Scheduling block execution Do multiprocessors block each other?

@MrAnderson,

Thanks for the experiments.

I think I have a new addition to our theory of static RR scheduling.

My initial experiments (+ Mr.Anderson’s experiments) tend to suggest that the hardware schedules blocks in all the MPs as one batch. i.e. block replacement do NOT happen until all MPs have finished their jobs.

I need to experiment a bit more before confirming this. I will post source code and results later (its holiday today here).

Thanks,

Best Regards,
Sarnath

PTX is hi-level?? Oh ok… You guys wrote Barra… Understandable.

Cool. My initial experiments are showing that the scheduler waits for all the MPs to finish their jobs before placing the new wave of blocks. Can you confirm this?

Also, btw, what is a TPC?

Happy holiday!

This would explain, why Mr Anderson observed the GREATEST (rather than the smallest, as I incorrectly suggested) time for his step=2,3,5 experiment. Indeed, when he overloaded some MPs with several slow kernels, he got all other MPs to wait for the overloaded ones to accomplish.

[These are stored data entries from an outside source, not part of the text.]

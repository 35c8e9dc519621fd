use serde::{Deserialize, Serialize};
use std::fmt;
use std::str::FromStr;

/// 输出画质
#[derive(Debug, Clone, Copy, PartialEq, Eq, Default, Serialize, Deserialize)]
#[serde(rename_all = "lowercase")]
pub enum Quality {
    #[default]
    Standard,
    High,
    Ultra,
}

impl Quality {
    /// 对应服务端的输出尺寸
    pub fn image_size(self) -> &'static str {
        match self {
            Quality::Standard => "1K",
            Quality::High => "2K",
            Quality::Ultra => "4K",
        }
    }
}

impl FromStr for Quality {
    type Err = String;

    fn from_str(s: &str) -> Result<Self, Self::Err> {
        match s.trim().to_lowercase().as_str() {
            "standard" | "1k" => Ok(Quality::Standard),
            "high" | "2k" => Ok(Quality::High),
            "ultra" | "4k" => Ok(Quality::Ultra),
            other => Err(format!("未知的画质: {}", other)),
        }
    }
}

impl fmt::Display for Quality {
    fn fmt(&self, f: &mut fmt::Formatter<'_>) -> fmt::Result {
        let name = match self {
            Quality::Standard => "standard",
            Quality::High => "high",
            Quality::Ultra => "ultra",
        };
        write!(f, "{}", name)
    }
}

/// 单次批处理的选项，批处理期间不可变
#[derive(Debug, Clone, PartialEq, Eq, Serialize, Deserialize)]
pub struct ProcessingOptions {
    pub colorize: bool,
    pub translate: bool,
    pub target_language: String,
    #[serde(default)]
    pub quality: Quality,
}

impl Default for ProcessingOptions {
    fn default() -> Self {
        Self {
            colorize: true,
            translate: false,
            target_language: "English".to_string(),
            quality: Quality::default(),
        }
    }
}

impl ProcessingOptions {
    /// 检查选项组合是否可用
    pub fn validate(&self) -> Result<(), String> {
        if self.translate && self.target_language.trim().is_empty() {
            return Err("启用翻译时必须指定目标语言".to_string());
        }
        Ok(())
    }

    /// 是否至少请求了一种处理
    pub fn has_any_task(&self) -> bool {
        self.colorize || self.translate
    }
}

impl fmt::Display for ProcessingOptions {
    fn fmt(&self, f: &mut fmt::Formatter<'_>) -> fmt::Result {
        write!(
            f,
            "上色={}, 翻译={}, 目标语言={}, 画质={}",
            self.colorize, self.translate, self.target_language, self.quality
        )
    }
}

I wonder, what Mr Anderson’s experiment would yield for step = 15, 20* and 30 on GTX280? If Sarnath’s Static RR scheduling theory is correct, then these runs should be as slow as other “spectral lines” (step = 2,3,5), i.e. finish in about 14.57 ms. This is even though the fraction of the slow kernels is only ~3% percent in step=30 experiment.

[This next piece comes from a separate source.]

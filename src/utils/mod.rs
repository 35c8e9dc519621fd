pub mod logging;
pub mod natural_sort;

pub use natural_sort::{natural_cmp, sort_natural};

*EDIT: step=20 is irrelevant to this experiment

TPC = Texture Processing Cluster.

TPCs are the parts that contain a texture cache and 2 (G8x-G9x) or 3 (GT200) Streaming Multiprocessors.

So the G92 has 8 TPC, each containing 2 SMs and the GT200 has 10 TPCs, each with 3 SMs.

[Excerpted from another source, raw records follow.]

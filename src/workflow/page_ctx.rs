//! 页面处理上下文
//!
//! 封装"我正在处理本批的第几页"这一信息

use std::fmt::Display;

use crate::models::PageId;

/// 页面处理上下文
#[derive(Debug, Clone)]
pub struct PageCtx {
    /// 页面ID
    pub page_id: PageId,

    /// 页面在注册表中的序号（从1开始）
    pub page_index: usize,

    /// 在本批中的位置（从1开始，仅用于日志显示）
    pub position: usize,

    /// 本批页数
    pub batch_size: usize,

    /// 原始文件名
    pub name: String,
}

impl PageCtx {
    pub fn new(
        page_id: PageId,
        page_index: usize,
        position: usize,
        batch_size: usize,
        name: impl Into<String>,
    ) -> Self {
        Self {
            page_id,
            page_index,
            position,
            batch_size,
            name: name.into(),
        }
    }
}

impl Display for PageCtx {
    fn fmt(&self, f: &mut std::fmt::Formatter<'_>) -> std::fmt::Result {
        write!(
            f,
            "[{}/{} 第 {} 页 {}]",
            self.position, self.batch_size, self.page_index, self.name
        )
    }
}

I included it in the results because it is actually related to scheduling:

Almost.

I would say instead : “the scheduler waits for all the MPs (SMs) of a TPC to finish their jobs…”

Consider this experiment :

> scheduling 256 mod128 10000 0

During the first 500 cycles, blocks 0 to 127 are scheduled to the 16 SMs of the 8 TPCs.

Block 0 runs during 10097 cycles in SM 0 of TPC 0, while all other blocks run during 500 to 1000 cycles.

Now around cycle 1000, SMs of TPCs 1 to 7 start executing new waves of blocks while Block 0 is still running.

But all blocks scheduled in both SMs of TPC 0 have to wait until Block 0 finishes, even though SM 1 stands idle all this time.

From an architectural point of view, I believe there is a separate scheduler inside each TPC. Each of those schedulers is assigned a bunch of blocks in round-robin at startup, and them runs it without caring about the other TPCs.

Also, note the scheduling order.

TPC 0 is assigned blocks 0, 8, 16, 24 … to 120 and not blocks 0, 1, 2… to 15.

This is good for load-balancing if adjacent blocks are more likely to behave the same way.

However, since TPCs is where the texture caches resides, this is probably bad for texture sampling:
If we assume that blocks with very different block numbers are likely to access very different locations in memory, while blocks with close IDs will access closer locations, this scheduling should cause a lot of contention in caches, poor data reuse rate and a high cache miss rate as a result.

(Disclaimer: This is an hypothesis which needs confirmation by a specific benchmark, and even then the effect may be completely insignificant in real-world apps.)

With only an 8kb texture cache to begin with you’d have to be processing a very tiny amount of data from it in each block for anything to survive to the next block anyway, so it probably is a non-issue for performance. The cache is only large enough really to accelerate fetches within a block. Thanks for your tests, for me it confirmed what I suspected and this information can be used to gain about a 30% boost in my application.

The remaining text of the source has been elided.